Harvard University, which boasts an endowment with $53.2 billion in assets, an annual gain $11.3 billion, returned a net 33.6% for the year ended June 30, below the recorded endowment returns of most other Ivy League schools.
However, Charles A. Skorina, managing partner of the Tucson, Ariz.-based Charles A. Skorina & Co., executive recruiter for endowments, said that, given the circumstances, the Cambridge, Mass.-based university’s endowment returns are “spectacular.”
“Given where Narv started from five years ago, it appears as though he’s done well,” Mr. Skorina said, referring to Harvard Management Co. President Nirmal P. “Narv” Narvekar. “I think it’s too easy to dismiss what a task he had.”
HMC oversees management of the endowment.
Mr. Skorina added that, “It’s really next year when it would be fair to judge his performance, because now, it’s his portfolio.”
Since taking over as CEO in December 2016, Mr. Narvekar has reorganized HMC’s investment strategy from a specialized approach to a generalist model in which all members of the investment team take ownership of the entire portfolio. Over the past few years, HMC has reduced its exposure to real estate, natural resources and equities, to 5%, 1% and 14%, respectively, while increasing its exposure to private equity to 34% and hedge funds to 33%. By comparison, as of June 30, 2018, the endowment’s allocation to equities was 31%; hedge funds, 21%; private equity, 16%; real estate, 13%; and natural resources, 6%.
In a note to Harvard associates on Oct. 14, Mr. Narvekar wrote that finding the right level of risk for the portfolio is among HMC’s top concerns. HMC even formed a “risk tolerance group” in 2018 to determine the right risk levels for the endowment.
“The level of portfolio risk is ultimately the most important and fundamental aspect of portfolio construction,” Mr. Narvekar wrote, adding that while returns were strong for the latest fiscal year, “Harvard’s endowment will not produce 33.6% returns each year.”
“Indeed, there will inevitably be negative years, hence the importance of understanding risk tolerance,” Mr. Narvekar wrote, adding that it is important that the “team, investment process/analytics, organizational structure, culture and aligned incentives provide HMC with the framework for long-term success.”

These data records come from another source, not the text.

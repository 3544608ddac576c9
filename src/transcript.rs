//! Movetext in the form `1. e4 e5 2. Nf3`, optionally opening with `N...`
//! when black moves first.

use std::sync::OnceLock;

use regex::Regex;
use tracing::{debug, warn};

use crate::chess::Color;
use crate::error::{GameError, Result};
use crate::notation;
use crate::oracle::LegalityOracle;
use crate::patterns::compiled as pattern;
use crate::position::PositionRecord;
use crate::timeline::{Timeline, TimelineEntry};

static TAG_PAIR: OnceLock<Regex> = OnceLock::new();
static BRACE_COMMENT: OnceLock<Regex> = OnceLock::new();
static LINE_COMMENT: OnceLock<Regex> = OnceLock::new();
static VARIATION: OnceLock<Regex> = OnceLock::new();
static MOVE_NUMBER: OnceLock<Regex> = OnceLock::new();
static NAG: OnceLock<Regex> = OnceLock::new();

/// Regenerate movetext for the applied part of `timeline` by replaying it
/// from its starting position. Stops at the first move the oracle refuses
/// and returns what was built up to there.
pub fn build(timeline: &Timeline, oracle: &dyn LegalityOracle) -> String {
    let mut position = timeline.starting_position().clone();
    let mut parts: Vec<String> = Vec::new();

    for (idx, entry) in timeline.applied_entries().iter().enumerate() {
        let ply = idx + 1;
        let before = position.clone();
        let step = oracle
            .apply_move(&before, &entry.resolved().coordinate())
            .map_err(GameError::from)
            .and_then(|applied| {
                let status = oracle.status(&applied.position)?;
                let san = notation::to_algebraic(oracle, &before, &applied.resolved, &status)?;
                Ok((applied.position, san))
            });

        let (next, san) = match step {
            Ok(step) => step,
            Err(e) => {
                warn!("Transcript stopped at ply {}: {}", ply, e);
                break;
            }
        };

        match before.side_to_move() {
            Color::White => parts.push(format!("{}.", before.fullmove_number())),
            Color::Black if idx == 0 => parts.push(format!("{}...", before.fullmove_number())),
            Color::Black => {}
        }
        parts.push(san);
        position = next;
    }

    parts.join(" ")
}

/// Parse movetext played from `start` into timeline entries.
///
/// Tag pairs, comments, variations, move numbers, NAGs and result markers
/// are skipped. The first token that does not resolve to a legal move aborts
/// the parse.
pub fn parse(
    text: &str,
    start: &PositionRecord,
    oracle: &dyn LegalityOracle,
    strict: bool,
) -> Result<Vec<TimelineEntry>> {
    let tokens = tokenize(text);
    debug!("Parsing transcript with {} move tokens", tokens.len());

    let mut position = start.clone();
    let mut entries = Vec::with_capacity(tokens.len());

    for (idx, token) in tokens.iter().enumerate() {
        let ply = idx + 1;
        let fail = |e: GameError| GameError::TranscriptError {
            ply,
            token: token.clone(),
            reason: e.to_string(),
        };

        let resolved = notation::resolve(oracle, &position, token, strict).map_err(fail)?;
        let applied = oracle
            .apply_move(&position, &resolved.coordinate())
            .map_err(|e| fail(e.into()))?;
        let entry = TimelineEntry::from_applied(oracle, &position, applied).map_err(fail)?;

        position = entry.position().clone();
        entries.push(entry);
    }

    Ok(entries)
}

/// Move tokens of a movetext, in order
pub fn tokenize(text: &str) -> Vec<String> {
    let without_tags = pattern(&TAG_PAIR, r"\[[^\]]*\]").replace_all(text, " ");
    let without_comments =
        pattern(&BRACE_COMMENT, r"\{[^}]*\}").replace_all(&without_tags, " ");
    let without_line_comments =
        pattern(&LINE_COMMENT, r";[^\n]*").replace_all(&without_comments, " ");

    // Variations nest, so peel the innermost ones until none are left
    let variation = pattern(&VARIATION, r"\([^()]*\)");
    let mut body = without_line_comments.into_owned();
    while variation.is_match(&body) {
        body = variation.replace_all(&body, " ").into_owned();
    }

    let body = pattern(&MOVE_NUMBER, r"\b[0-9]+\.+").replace_all(&body, " ");
    let nag = pattern(&NAG, r"^\$[0-9]+$");

    body.split_whitespace()
        .filter(|token| !nag.is_match(token) && !notation::is_result(token))
        .map(str::to_string)
        .collect()
}
pub mod chess;
pub mod error;
pub mod game;
pub mod notation;
pub mod oracle;
pub mod position;
pub mod timeline;
pub mod transcript;

mod patterns;

// Re-export key types for easy testing
pub use error::{ErrorKind, GameError};
pub use game::{ActionResult, GameConfig, GameController, Severity};
pub use oracle::{LegalityOracle, ShakmatyOracle};
pub use position::PositionRecord;
pub use timeline::{Timeline, TimelineEntry};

Mr. Narvekar declined to be interviewed.
Michael Karris, founder, president and CIO of EndowBridge Capital LLC, said that if Harvard’s endowment returns were below average, it’s because Mr. Narvekar has been repositioning the portfolio, and it takes time to transition out of illiquid assets. EndowBridge is a Princeton, N.J.-based outsourced CIO provider for foundations and endowments.

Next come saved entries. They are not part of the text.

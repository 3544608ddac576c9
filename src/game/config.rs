use anyhow::{Context, Result};
use directories::ProjectDirs;
use serde::{Deserialize, Serialize};
use std::num::NonZeroUsize;
use std::path::{Path, PathBuf};

use crate::timeline::DEFAULT_MAX_LENGTH;

/// Controller configuration
#[derive(Debug, Clone, PartialEq, Eq, Serialize, Deserialize)]
#[serde(default)]
pub struct GameConfig {
    /// Record moves into a timeline
    pub history_enabled: bool,
    /// Oldest entries are evicted past this many
    pub max_history_length: NonZeroUsize,
    /// Reject sloppy move tokens instead of guessing
    pub strict_mode: bool,
    /// Forward diagnostics to the installed sink
    pub logging_enabled: bool,
}

impl Default for GameConfig {
    fn default() -> Self {
        Self {
            history_enabled: true,
            max_history_length: NonZeroUsize::new(DEFAULT_MAX_LENGTH)
                .unwrap_or(NonZeroUsize::MIN),
            strict_mode: false,
            logging_enabled: false,
        }
    }
}

impl GameConfig {
    pub fn with_history(mut self, enabled: bool) -> Self {
        self.history_enabled = enabled;
        self
    }

    pub fn with_max_history_length(mut self, length: NonZeroUsize) -> Self {
        self.max_history_length = length;
        self
    }

    pub fn with_strict_mode(mut self, strict: bool) -> Self {
        self.strict_mode = strict;
        self
    }

    pub fn with_logging(mut self, enabled: bool) -> Self {
        self.logging_enabled = enabled;
        self
    }

    /// Get the default config file path
    pub fn default_config_file() -> Result<PathBuf> {
        ProjectDirs::from("dev", "ply", "ply")
            .map(|proj_dirs| proj_dirs.config_dir().join("config.toml"))
            .ok_or_else(|| anyhow::anyhow!("Could not determine config directory"))
    }

    /// Load configuration from a TOML file. Missing keys take their defaults.
    pub fn load(path: &Path) -> Result<Self> {
        let content = std::fs::read_to_string(path)
            .with_context(|| format!("Failed to read configuration file: {}", path.display()))?;
        toml::from_str(&content)
            .with_context(|| format!("Failed to parse configuration file: {}", path.display()))
    }

    /// Load the platform config file, or defaults if there is none
    pub fn load_or_default() -> Result<Self> {
        let config_file = Self::default_config_file()?;
        if config_file.exists() {
            Self::load(&config_file)
        } else {
            Ok(Self::default())
        }
    }

    /// Save configuration to file
    pub fn save(&self, path: &Path) -> Result<()> {
        // Ensure config directory exists
        if let Some(parent) = path.parent() {
            std::fs::create_dir_all(parent).context("Failed to create config directory")?;
        }

        let content = toml::to_string_pretty(self).context("Failed to serialize configuration")?;
        std::fs::write(path, content).context("Failed to write configuration file")?;

        Ok(())
    }
}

“Narv has been transitioning the portfolio and endowments are such long-term investors it takes a very long time for these home runs to come to fruition, especially when it comes to venture capital,” Mr. Karris said. “Venture capital was the star of the show this fiscal year. Investments made 10 years ago really paid off.”
“Some of the decisions that affected Harvard’s returns were made by the staff prior to Narv (joining), so hard to discern how much is based on decisions they made vs. the prior staff,” Mr. Karris added.

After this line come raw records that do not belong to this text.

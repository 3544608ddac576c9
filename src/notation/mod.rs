//! Move-token handling in algebraic (SAN) and coordinate (UCI) notation.
//!
//! The text-only half (`normalize`, `classify`) needs no rules knowledge.
//! Everything that has to know which moves exist asks the oracle.

mod san;
mod token;

pub use san::{
    algebraic_to_uci, disambiguate, from_uci, resolve, to_algebraic, to_uci, uci_to_algebraic,
};
pub(crate) use token::is_result;
pub use token::{classify, is_coordinate, normalize, parse_algebraic, AlgebraicParts, TokenClass};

The EndowBridge founder, who had previously worked at Columbia University Investment Management Co. when Mr. Narvekar was CEO, added that he believes that “there are two different styles of investing going on” between Harvard and Yale University. Mr. Narvekar managed Columbia University’s endowment from 2002 to 2016.
While Yale appears to be consistently aiming for outsized returns, Harvard, on the other hand, “may be just trying to hedge against what happens in a downturn.”
Yale’s $42.3 billion endowment returned 40.2% for the fiscal year ended June 30.
“It’s not clear if Harvard is aiming to achieve Yale-like returns going forward, especially if they’re so mindful of risk tolerance,” Mr. Karris said. “It might be safe to assume Narv is protecting the endowment for a future crash or downturn, which is similar to what he did at Columbia.”